Use first principle formula to find the differentiation


\log \left ( \cos x \right )



f x= \log \left ( \cos x \right )

f \left ( x+h \right )= \log \left ( \cos \left ( x+h \right ) \right )

Now, we will use formula of first principle to find the differentiation

\frac{d}{dx}\left ( f\left ( x \right ) \right )= \lim_{h\rightarrow 0}\frac{f\left ( x+h \right )-f\left ( x \right )}{h}

\frac{d}{dx}\left (\log \left ( \cos x \right ) \right )= \lim_{h\rightarrow 0}\frac{\log \left ( \cos \left ( x+h \right ) \right )-\log \left ( \cos x \right )}{h}

                   = \lim_{h\rightarrow 0}\frac{\log \left ( \frac{\cos \left ( x+h \right )}{\cos x} \right )}{h}                                      \left [ \because \log \mathit{A}\log \mathit{B= \log \frac{\mathit{A}}{\mathit{B}}} \right ]

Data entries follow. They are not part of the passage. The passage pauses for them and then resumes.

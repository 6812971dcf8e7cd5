use daydream_core::{ChatRequest, ClientConfig, DaydreamError, HistoryStore, ImageRef, Message};
use daydream_interaction::{ChatApiClient, HttpHistoryStore, ImageApiClient};
use pretty_assertions::assert_eq;
use wiremock::matchers::{body_json, body_partial_json, method, path, query_param};
use wiremock::{Mock, MockServer, ResponseTemplate};

fn config_for(server: &MockServer) -> ClientConfig {
    ClientConfig::with_api_url(server.uri())
}

#[tokio::test]
async fn memory_load_returns_messages() {
    let server = MockServer::start().await;
    Mock::given(method("GET"))
        .and(path("/memory"))
        .and(query_param("user_id", "alice"))
        .respond_with(ResponseTemplate::new(200).set_body_json(serde_json::json!({
            "messages": [
                {"role": "user", "content": "hi"},
                {"role": "assistant", "content": "hello"}
            ]
        })))
        .mount(&server)
        .await;

    let store = HttpHistoryStore::new(&config_for(&server)).unwrap();
    let messages = store.load("alice").await.unwrap();

    assert_eq!(messages, vec![Message::user("hi"), Message::assistant("hello")]);
}

#[tokio::test]
async fn memory_load_without_messages_is_empty_history() {
    let server = MockServer::start().await;
    Mock::given(method("GET"))
        .and(path("/memory"))
        .respond_with(ResponseTemplate::new(200).set_body_json(serde_json::json!({})))
        .mount(&server)
        .await;

    let store = HttpHistoryStore::new(&config_for(&server)).unwrap();
    assert!(store.load("alice").await.unwrap().is_empty());
}

#[tokio::test]
async fn memory_load_unknown_user_is_empty_history() {
    let server = MockServer::start().await;
    Mock::given(method("GET"))
        .and(path("/memory"))
        .and(query_param("user_id", "ghost"))
        .respond_with(
            ResponseTemplate::new(200).set_body_json(serde_json::json!({"error": "User not found"})),
        )
        .mount(&server)
        .await;
    Mock::given(method("GET"))
        .and(path("/memory"))
        .and(query_param("user_id", "gone"))
        .respond_with(ResponseTemplate::new(404))
        .mount(&server)
        .await;

    let store = HttpHistoryStore::new(&config_for(&server)).unwrap();
    assert!(store.load("ghost").await.unwrap().is_empty());
    assert!(store.load("gone").await.unwrap().is_empty());
}

#[tokio::test]
async fn memory_load_server_failure_is_error() {
    let server = MockServer::start().await;
    Mock::given(method("GET"))
        .respond_with(ResponseTemplate::new(502))
        .mount(&server)
        .await;

    let store = HttpHistoryStore::new(&config_for(&server)).unwrap();
    let err = store.load("alice").await.unwrap_err();
    assert_eq!(err.status(), Some(502));
}

#[tokio::test]
async fn memory_save_posts_whole_history() {
    let server = MockServer::start().await;
    Mock::given(method("POST"))
        .and(path("/memory"))
        .and(body_json(serde_json::json!({
            "user_id": "alice",
            "messages": [{"role": "user", "content": "hi"}]
        })))
        .respond_with(ResponseTemplate::new(200).set_body_json(serde_json::json!({"status": "ok"})))
        .expect(1)
        .mount(&server)
        .await;

    let store = HttpHistoryStore::new(&config_for(&server)).unwrap();
    store.save("alice", &[Message::user("hi")]).await.unwrap();
}

#[tokio::test]
async fn chat_returns_response_field() {
    let server = MockServer::start().await;
    Mock::given(method("POST"))
        .and(path("/chat"))
        .and(body_partial_json(serde_json::json!({
            "user_id": "alice",
            "message": "second"
        })))
        .respond_with(
            ResponseTemplate::new(200).set_body_json(serde_json::json!({"response": "Sure!"})),
        )
        .mount(&server)
        .await;

    let client = ChatApiClient::new(&config_for(&server)).unwrap();
    let request = ChatRequest::new(
        "alice",
        vec![
            Message::user("first"),
            Message::assistant("ok"),
            Message::user("second"),
        ],
    );

    assert_eq!(client.send(&request).await.unwrap(), "Sure!");
}

#[tokio::test]
async fn chat_error_body_is_backend_error() {
    let server = MockServer::start().await;
    Mock::given(method("POST"))
        .and(path("/chat"))
        .respond_with(
            ResponseTemplate::new(200).set_body_json(serde_json::json!({"error": "quota"})),
        )
        .mount(&server)
        .await;

    let client = ChatApiClient::new(&config_for(&server)).unwrap();
    let err = client
        .send(&ChatRequest::new("alice", vec![Message::user("x")]))
        .await
        .unwrap_err();

    assert_eq!(err, DaydreamError::backend("quota"));
}

#[tokio::test]
async fn image_generation_normalizes_relative_url() {
    let server = MockServer::start().await;
    Mock::given(method("POST"))
        .and(path("/generate-image"))
        .and(body_json(serde_json::json!({
            "prompt": "a castle",
            "identity_image_url": "https://img.example/me.png",
            "user_id": "alice"
        })))
        .respond_with(
            ResponseTemplate::new(200)
                .set_body_json(serde_json::json!({"imageUrl": "/static/castle.png"})),
        )
        .mount(&server)
        .await;

    let client = ImageApiClient::new(&config_for(&server)).unwrap();
    let identity = ImageRef::new("https://img.example/me.png");
    let image = client
        .generate("alice", "a castle", Some(&identity))
        .await
        .unwrap();

    assert_eq!(image.as_str(), format!("{}/static/castle.png", server.uri()));
}

#[tokio::test]
async fn image_generation_without_url_is_protocol_error() {
    let server = MockServer::start().await;
    Mock::given(method("POST"))
        .and(path("/generate-image"))
        .respond_with(ResponseTemplate::new(200).set_body_json(serde_json::json!({})))
        .mount(&server)
        .await;

    let client = ImageApiClient::new(&config_for(&server)).unwrap();
    let err = client.generate("alice", "x", None).await.unwrap_err();
    assert!(matches!(err, DaydreamError::Protocol(_)));
}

Add and subtract 1 in the argument of log in numerator


                = \lim_{h\rightarrow 0}\frac{\log \left [1+\frac{\cos \left ( x+h \right )}{\cos x}-1 \right ]}{h}

                = \lim_{h\rightarrow 0}\frac{\log \left [1+\frac{\cos \left ( x+h \right )-\cos x}{\cos x}\right ]}{h}

Multiply and divide by = \frac{\cos \left ( x+h \right )-\cos x}{h}

=\lim_{h\rightarrow 0}\frac{\log \left [ 1+ \frac{\cos \left ( x+h \right )-\cos x}{\cos x} \right ]}{h\times \left [ \frac{\cos \left ( x+h \right )-\cos x}{\cos x} \right ]}\times \left [ \frac{\cos \left ( x+h \right )-\cos x}{\cos x} \right ]

=\lim_{h\rightarrow 0}\left ( \frac{1}{h} \right )\times \frac{\log \left ( 1+ \frac{\cos \left ( x+h \right )-\cos x}{\cos x} \right )}{ \frac{\cos \left ( x+h \right )-\cos x}{\cos x}}\times \frac{\cos \left ( x+h \right )-\cos x}{\cos x}

=\lim_{h\rightarrow 0}\left ( \frac{1}{h} \right )\times1\times \frac{\cos \left ( x+h \right )-\cos x}{\cos x}                                                    \left [ \because \lim_{h\rightarrow 0}\frac{\log \left ( 1+x \right )}{x}=1 \right ]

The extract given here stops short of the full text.